■ **Task to complete**
In the records below, find each line containing the word "ReplayBuffer" and copy it.

Provided information START

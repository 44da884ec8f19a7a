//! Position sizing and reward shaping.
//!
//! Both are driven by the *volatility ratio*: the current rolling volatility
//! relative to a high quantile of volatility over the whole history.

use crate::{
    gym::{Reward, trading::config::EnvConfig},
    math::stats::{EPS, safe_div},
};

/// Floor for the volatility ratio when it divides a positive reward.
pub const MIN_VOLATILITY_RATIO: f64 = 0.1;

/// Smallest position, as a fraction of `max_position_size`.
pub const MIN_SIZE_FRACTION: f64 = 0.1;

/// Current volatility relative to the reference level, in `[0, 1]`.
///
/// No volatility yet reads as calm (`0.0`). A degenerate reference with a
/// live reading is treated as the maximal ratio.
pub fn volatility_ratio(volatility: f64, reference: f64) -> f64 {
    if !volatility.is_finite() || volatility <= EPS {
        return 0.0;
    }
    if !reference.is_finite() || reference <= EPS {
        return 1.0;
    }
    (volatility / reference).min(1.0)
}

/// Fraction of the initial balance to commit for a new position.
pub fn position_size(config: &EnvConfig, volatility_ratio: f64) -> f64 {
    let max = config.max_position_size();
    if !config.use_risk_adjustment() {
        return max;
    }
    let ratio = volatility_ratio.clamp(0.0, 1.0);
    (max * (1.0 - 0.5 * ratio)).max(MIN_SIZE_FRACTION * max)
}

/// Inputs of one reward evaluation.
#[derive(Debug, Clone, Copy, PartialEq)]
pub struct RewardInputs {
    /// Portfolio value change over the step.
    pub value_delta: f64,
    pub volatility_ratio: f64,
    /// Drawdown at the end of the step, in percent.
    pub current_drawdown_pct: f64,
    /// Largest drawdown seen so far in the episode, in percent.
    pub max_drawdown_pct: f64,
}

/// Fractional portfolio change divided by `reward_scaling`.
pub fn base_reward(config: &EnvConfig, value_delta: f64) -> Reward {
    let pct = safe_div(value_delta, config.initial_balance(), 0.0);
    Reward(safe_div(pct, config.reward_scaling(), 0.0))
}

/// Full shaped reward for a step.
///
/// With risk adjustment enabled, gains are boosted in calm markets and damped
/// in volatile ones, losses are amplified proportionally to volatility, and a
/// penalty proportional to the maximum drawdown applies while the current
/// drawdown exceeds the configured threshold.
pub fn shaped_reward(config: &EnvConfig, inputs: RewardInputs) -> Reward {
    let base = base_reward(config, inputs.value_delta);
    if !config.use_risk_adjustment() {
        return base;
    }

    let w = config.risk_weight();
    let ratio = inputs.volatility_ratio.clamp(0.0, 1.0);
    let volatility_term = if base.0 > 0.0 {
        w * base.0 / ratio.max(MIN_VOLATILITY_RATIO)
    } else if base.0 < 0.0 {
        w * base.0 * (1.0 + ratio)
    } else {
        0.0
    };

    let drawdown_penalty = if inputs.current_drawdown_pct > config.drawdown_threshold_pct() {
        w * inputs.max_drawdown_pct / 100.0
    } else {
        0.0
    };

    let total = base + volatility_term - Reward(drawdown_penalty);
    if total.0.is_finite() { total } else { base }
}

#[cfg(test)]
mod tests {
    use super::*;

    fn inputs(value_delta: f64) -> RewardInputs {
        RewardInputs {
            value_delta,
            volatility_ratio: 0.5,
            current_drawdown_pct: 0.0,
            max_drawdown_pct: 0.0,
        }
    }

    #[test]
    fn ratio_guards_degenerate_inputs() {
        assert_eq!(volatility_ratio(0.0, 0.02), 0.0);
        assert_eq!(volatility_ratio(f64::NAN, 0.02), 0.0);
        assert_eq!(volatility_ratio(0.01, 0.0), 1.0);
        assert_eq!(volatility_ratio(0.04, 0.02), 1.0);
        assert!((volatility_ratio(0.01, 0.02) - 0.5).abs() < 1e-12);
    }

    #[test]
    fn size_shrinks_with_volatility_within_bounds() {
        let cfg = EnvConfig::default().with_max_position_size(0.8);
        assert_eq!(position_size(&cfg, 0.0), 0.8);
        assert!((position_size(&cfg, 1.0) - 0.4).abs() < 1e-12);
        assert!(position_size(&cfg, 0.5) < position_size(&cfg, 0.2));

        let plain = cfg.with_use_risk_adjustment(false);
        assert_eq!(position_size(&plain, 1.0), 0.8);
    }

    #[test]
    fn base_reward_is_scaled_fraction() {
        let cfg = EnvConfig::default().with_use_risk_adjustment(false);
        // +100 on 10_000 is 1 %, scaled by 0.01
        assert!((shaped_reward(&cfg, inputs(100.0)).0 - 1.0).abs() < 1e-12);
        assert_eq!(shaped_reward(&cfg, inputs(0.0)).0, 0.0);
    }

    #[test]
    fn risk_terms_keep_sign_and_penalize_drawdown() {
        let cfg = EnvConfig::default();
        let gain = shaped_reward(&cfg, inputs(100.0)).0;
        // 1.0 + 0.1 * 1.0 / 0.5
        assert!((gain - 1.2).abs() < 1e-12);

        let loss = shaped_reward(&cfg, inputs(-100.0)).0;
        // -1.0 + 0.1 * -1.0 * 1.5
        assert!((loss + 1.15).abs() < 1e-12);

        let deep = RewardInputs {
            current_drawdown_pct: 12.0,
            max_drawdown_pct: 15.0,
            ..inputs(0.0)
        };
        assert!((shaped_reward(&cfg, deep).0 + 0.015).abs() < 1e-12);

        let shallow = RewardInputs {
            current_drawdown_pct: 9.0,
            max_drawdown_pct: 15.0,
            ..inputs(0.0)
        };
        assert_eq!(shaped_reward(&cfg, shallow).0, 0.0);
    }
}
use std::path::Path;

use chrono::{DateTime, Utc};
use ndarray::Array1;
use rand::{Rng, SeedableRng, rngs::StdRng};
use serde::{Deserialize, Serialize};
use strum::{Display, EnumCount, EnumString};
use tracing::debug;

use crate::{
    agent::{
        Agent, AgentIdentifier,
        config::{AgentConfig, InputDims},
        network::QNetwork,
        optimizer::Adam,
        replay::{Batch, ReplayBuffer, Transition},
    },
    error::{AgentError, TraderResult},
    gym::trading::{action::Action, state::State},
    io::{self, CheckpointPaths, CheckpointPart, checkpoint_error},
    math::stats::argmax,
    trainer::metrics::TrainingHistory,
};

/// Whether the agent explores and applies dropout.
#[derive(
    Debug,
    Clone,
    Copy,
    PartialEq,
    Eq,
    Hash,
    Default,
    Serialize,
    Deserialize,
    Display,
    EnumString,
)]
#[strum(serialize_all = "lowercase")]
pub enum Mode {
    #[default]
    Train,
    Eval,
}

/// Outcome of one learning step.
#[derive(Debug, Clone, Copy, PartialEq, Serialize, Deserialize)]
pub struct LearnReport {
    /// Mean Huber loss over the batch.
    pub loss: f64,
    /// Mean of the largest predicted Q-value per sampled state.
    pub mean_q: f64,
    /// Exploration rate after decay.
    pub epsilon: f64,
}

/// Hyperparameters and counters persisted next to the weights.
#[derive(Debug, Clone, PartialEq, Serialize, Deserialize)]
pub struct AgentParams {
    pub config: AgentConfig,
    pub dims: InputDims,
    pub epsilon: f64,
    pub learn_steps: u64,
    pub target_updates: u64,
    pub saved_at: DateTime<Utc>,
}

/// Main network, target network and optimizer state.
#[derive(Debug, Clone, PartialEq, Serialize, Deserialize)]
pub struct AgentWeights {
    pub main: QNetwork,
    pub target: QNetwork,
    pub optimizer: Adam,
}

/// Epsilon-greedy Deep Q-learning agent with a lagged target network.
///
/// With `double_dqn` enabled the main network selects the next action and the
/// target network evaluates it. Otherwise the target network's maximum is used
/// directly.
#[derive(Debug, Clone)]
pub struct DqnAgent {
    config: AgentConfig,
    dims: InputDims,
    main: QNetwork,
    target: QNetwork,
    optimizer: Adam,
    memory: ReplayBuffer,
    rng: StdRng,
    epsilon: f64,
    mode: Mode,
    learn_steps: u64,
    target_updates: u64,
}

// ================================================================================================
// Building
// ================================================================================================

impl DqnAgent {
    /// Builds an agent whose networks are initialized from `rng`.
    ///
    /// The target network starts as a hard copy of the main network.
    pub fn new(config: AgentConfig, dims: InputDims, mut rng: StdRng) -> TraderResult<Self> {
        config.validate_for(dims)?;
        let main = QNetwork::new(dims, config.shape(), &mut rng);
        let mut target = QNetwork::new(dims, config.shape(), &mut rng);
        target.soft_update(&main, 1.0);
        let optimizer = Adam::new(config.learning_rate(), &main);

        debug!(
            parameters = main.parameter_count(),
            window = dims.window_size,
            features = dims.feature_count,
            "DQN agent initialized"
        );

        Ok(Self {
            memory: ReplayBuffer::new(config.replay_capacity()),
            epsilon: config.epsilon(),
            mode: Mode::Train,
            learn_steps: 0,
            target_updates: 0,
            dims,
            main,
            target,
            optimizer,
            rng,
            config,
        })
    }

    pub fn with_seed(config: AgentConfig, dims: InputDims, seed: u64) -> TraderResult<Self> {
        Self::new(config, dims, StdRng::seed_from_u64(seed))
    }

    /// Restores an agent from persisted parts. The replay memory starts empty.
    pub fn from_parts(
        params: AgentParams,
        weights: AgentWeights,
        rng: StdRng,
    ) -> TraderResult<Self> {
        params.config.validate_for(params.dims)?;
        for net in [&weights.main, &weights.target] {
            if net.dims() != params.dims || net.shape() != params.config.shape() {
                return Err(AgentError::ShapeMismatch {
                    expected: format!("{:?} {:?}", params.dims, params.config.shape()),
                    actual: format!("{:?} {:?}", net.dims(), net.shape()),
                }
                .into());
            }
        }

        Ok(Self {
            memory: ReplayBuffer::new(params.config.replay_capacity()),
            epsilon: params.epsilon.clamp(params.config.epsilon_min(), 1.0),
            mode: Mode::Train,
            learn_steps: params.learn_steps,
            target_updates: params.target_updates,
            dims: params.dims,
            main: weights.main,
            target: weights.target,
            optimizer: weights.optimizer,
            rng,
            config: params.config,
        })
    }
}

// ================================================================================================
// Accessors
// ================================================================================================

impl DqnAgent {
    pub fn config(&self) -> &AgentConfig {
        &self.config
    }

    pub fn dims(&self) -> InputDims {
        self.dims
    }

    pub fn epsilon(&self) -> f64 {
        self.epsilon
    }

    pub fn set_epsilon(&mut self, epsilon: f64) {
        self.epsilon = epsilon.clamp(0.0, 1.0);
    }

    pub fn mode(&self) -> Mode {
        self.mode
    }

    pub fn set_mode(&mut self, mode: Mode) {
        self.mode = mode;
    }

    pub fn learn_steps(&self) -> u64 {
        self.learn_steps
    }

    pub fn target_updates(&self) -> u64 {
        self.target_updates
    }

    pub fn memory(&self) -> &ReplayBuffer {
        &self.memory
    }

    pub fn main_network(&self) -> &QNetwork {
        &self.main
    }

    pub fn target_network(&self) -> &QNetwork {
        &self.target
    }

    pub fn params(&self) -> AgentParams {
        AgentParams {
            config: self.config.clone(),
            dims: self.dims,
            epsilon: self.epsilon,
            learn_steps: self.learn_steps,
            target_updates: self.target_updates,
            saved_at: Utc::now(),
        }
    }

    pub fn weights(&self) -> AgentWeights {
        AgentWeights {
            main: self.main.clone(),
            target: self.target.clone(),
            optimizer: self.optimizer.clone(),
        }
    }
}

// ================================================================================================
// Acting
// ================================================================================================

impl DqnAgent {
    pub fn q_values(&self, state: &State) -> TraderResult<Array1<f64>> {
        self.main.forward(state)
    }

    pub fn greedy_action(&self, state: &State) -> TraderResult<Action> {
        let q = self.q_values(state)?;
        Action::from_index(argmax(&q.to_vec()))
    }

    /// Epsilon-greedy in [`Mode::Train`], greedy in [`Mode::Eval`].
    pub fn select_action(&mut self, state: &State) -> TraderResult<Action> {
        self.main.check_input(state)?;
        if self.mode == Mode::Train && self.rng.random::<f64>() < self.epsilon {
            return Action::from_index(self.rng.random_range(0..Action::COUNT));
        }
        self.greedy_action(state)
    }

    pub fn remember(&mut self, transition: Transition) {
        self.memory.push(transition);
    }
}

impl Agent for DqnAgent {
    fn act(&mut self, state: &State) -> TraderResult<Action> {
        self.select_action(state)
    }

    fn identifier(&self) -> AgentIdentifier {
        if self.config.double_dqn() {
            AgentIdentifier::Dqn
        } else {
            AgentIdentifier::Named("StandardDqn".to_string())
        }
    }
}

Provided information END
Provided information START

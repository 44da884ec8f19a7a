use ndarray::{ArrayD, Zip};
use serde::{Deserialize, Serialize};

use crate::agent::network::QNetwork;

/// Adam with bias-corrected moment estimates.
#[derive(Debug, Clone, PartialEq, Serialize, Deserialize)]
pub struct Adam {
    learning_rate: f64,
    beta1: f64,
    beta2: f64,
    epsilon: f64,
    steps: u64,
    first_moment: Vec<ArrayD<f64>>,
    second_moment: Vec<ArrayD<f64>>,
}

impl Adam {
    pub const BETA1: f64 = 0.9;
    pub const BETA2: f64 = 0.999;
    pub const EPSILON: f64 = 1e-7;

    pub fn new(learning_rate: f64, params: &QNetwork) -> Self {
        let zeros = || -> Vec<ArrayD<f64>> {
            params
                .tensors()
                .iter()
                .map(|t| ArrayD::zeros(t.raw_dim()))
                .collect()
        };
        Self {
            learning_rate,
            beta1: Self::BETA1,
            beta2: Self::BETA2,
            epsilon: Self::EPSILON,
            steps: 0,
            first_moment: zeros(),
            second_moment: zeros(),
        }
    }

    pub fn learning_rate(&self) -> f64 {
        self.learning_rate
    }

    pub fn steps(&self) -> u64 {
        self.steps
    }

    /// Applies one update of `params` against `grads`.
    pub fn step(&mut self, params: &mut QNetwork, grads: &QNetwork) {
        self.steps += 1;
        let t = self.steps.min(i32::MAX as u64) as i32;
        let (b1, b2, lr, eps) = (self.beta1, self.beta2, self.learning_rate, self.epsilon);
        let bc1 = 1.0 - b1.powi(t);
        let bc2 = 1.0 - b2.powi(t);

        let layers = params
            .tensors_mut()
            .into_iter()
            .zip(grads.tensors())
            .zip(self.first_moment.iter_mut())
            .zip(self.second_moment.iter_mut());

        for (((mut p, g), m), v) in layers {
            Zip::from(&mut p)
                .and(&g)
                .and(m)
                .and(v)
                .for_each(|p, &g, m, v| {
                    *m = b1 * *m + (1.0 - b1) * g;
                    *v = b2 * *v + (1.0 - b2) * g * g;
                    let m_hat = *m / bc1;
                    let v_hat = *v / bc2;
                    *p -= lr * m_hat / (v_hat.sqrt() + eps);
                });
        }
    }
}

Provided information END

■ **Output for this task**
        replay::{Batch, ReplayBuffer, Transition},
    memory: ReplayBuffer,
            memory: ReplayBuffer::new(config.replay_capacity()),
            memory: ReplayBuffer::new(params.config.replay_capacity()),
    pub fn memory(&self) -> &ReplayBuffer {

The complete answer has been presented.